◆ **Goal of the exercise**: Read the lines of the data below and retrieve those with "bool".

** Stored data follows **

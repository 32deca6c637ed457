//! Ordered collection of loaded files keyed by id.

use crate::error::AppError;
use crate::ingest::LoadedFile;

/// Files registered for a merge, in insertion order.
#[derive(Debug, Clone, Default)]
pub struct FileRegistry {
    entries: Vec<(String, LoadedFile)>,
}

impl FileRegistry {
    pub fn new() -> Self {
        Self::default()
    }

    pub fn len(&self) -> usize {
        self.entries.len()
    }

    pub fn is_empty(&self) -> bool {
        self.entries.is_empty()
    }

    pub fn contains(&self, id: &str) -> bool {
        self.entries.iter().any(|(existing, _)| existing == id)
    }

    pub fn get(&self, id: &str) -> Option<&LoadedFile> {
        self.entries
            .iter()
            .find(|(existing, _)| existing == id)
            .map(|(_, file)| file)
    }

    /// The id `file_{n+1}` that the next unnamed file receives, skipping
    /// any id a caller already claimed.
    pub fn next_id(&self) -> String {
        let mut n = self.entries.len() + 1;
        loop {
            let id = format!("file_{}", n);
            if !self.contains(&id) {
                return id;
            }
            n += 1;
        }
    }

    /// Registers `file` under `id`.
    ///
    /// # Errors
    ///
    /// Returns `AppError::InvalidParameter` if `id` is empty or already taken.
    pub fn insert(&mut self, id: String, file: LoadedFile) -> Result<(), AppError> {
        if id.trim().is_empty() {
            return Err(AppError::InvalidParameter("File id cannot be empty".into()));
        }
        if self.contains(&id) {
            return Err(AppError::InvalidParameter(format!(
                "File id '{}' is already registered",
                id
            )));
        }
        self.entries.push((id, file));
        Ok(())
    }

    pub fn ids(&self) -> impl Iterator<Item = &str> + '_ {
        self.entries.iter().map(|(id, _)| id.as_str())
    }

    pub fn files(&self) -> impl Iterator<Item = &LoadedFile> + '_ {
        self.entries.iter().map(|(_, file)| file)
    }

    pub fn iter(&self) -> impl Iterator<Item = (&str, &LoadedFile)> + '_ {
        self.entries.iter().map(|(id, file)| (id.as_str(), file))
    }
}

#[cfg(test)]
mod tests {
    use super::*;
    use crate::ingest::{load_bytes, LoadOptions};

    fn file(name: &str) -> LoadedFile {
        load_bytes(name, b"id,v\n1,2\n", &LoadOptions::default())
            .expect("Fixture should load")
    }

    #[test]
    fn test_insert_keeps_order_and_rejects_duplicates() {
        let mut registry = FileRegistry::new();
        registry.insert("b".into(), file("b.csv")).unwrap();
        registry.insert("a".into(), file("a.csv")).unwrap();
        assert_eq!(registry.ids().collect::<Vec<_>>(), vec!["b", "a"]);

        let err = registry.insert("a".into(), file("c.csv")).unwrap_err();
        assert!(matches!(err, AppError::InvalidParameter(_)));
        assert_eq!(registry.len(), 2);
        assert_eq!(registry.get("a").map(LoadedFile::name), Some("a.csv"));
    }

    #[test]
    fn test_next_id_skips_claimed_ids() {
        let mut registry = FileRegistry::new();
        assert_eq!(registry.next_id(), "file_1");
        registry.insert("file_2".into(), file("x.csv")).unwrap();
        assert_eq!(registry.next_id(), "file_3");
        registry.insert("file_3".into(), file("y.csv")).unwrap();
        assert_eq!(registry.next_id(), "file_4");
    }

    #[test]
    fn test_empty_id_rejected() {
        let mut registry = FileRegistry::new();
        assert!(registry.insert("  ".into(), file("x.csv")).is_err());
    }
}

** End of Stored data **

◆ **Exercise result**:
    pub fn is_empty(&self) -> bool {
    pub fn contains(&self, id: &str) -> bool {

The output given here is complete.